-- RECORDS PROVIDED --
↓
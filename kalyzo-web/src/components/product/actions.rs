use crate::i18n;
use kalyzo_storefront::PurchaseActions;
use yew::prelude::*;

#[derive(Properties, PartialEq, Clone)]
pub struct Props {
    pub actions: PurchaseActions,
    #[prop_or_default]
    pub adding: bool,
    #[prop_or_default]
    pub paying: bool,
    #[prop_or_default]
    pub on_add: Callback<()>,
    #[prop_or_default]
    pub on_pay: Callback<()>,
}

#[function_component(PurchaseButtons)]
pub fn purchase_buttons(props: &Props) -> Html {
    if props.actions == PurchaseActions::SoldOut {
        return html! {
            <div class="purchase-buttons d-grid">
                <button type="button" class="btn btn-secondary btn-lg" disabled=true>
                    { i18n::t("product.sold_out") }
                </button>
            </div>
        };
    }

    let on_pay = {
        let cb = props.on_pay.clone();
        Callback::from(move |_| cb.emit(()))
    };
    let on_add = {
        let cb = props.on_add.clone();
        Callback::from(move |_| cb.emit(()))
    };
    let busy = props.adding || props.paying;
    html! {
        <div class="purchase-buttons d-grid gap-2">
            <button
                type="button"
                id="btn-pagar-contraentrega"
                class="btn btn-success btn-lg"
                disabled={busy}
                onclick={on_pay}
            >
                if props.paying {
                    <span class="spinner-border spinner-border-sm me-2" role="status" aria-hidden="true"></span>
                }
                { i18n::t("product.pay_on_delivery") }
            </button>
            <button
                type="button"
                id="btn-agregar-carrito"
                class="btn btn-outline-dark btn-lg"
                disabled={busy}
                onclick={on_add}
            >
                if props.adding {
                    <span class="spinner-border spinner-border-sm me-2" role="status" aria-hidden="true"></span>
                    { i18n::t("product.adding") }
                } else {
                    { i18n::t("product.add_to_cart") }
                }
            </button>
        </div>
    }
}
//! Browser implementations of the storefront's transport and token seams.
use crate::dom::{document, js_error_message, window};
use async_trait::async_trait;
use kalyzo_storefront::csrf::{CSRF_FIELD, TokenSource};
use kalyzo_storefront::transport::CSRF_HEADER;
use kalyzo_storefront::{Request, RequestBody, Response, Transport, TransportError};
use wasm_bindgen::JsCast;
use wasm_bindgen::prelude::*;
use wasm_bindgen_futures::JsFuture;
use web_sys::{Headers, HtmlDocument, HtmlInputElement, RequestCredentials, RequestInit};

/// `fetch`-backed transport sending same-origin credentials.
#[derive(Debug, Clone, Copy, Default)]
pub struct FetchTransport;

#[allow(clippy::future_not_send)]
async fn fetch(request: &Request) -> Result<Response, JsValue> {
    let headers = Headers::new()?;
    headers.set("X-Requested-With", "XMLHttpRequest")?;
    if let Some(content_type) = request.body.content_type() {
        headers.set("Content-Type", content_type)?;
    }
    if let Some(token) = &request.csrf_token {
        headers.set(CSRF_HEADER, token)?;
    }

    let init = RequestInit::new();
    init.set_method(request.method.as_str());
    init.set_credentials(RequestCredentials::SameOrigin);
    init.set_headers(&headers);
    if !matches!(request.body, RequestBody::Empty) {
        init.set_body(&JsValue::from_str(&request.body.encode()));
    }

    let browser_request = web_sys::Request::new_with_str_and_init(&request.path, &init)?;
    let response: web_sys::Response = JsFuture::from(window()?.fetch_with_request(&browser_request))
        .await?
        .dyn_into()?;
    let body = JsFuture::from(response.text()?)
        .await?
        .as_string()
        .unwrap_or_default();
    Ok(Response {
        status: response.status(),
        body,
    })
}

#[async_trait(?Send)]
impl Transport for FetchTransport {
    async fn send(&self, request: Request) -> Result<Response, TransportError> {
        fetch(&request)
            .await
            .map_err(|err| TransportError::Network(js_error_message(&err)))
    }
}

/// Reads the anti-forgery token from the rendered page at request time.
#[derive(Debug, Clone, Copy, Default)]
pub struct DomTokenSource;

impl TokenSource for DomTokenSource {
    fn hidden_field(&self) -> Option<String> {
        document()
            .ok()?
            .query_selector(&format!("[name={CSRF_FIELD}]"))
            .ok()
            .flatten()?
            .dyn_into::<HtmlInputElement>()
            .ok()
            .map(|input| input.value())
    }

    fn cookie_header(&self) -> Option<String> {
        document()
            .ok()?
            .dyn_into::<HtmlDocument>()
            .ok()?
            .cookie()
            .ok()
    }
}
↑
-- PROBLEM STATEMENT --
Which of the lines in the material above contain "RequestCredentials"? Copy each one out.

-- RESULT --
use web_sys::{Headers, HtmlDocument, HtmlInputElement, RequestCredentials, RequestInit};
    init.set_credentials(RequestCredentials::SameOrigin);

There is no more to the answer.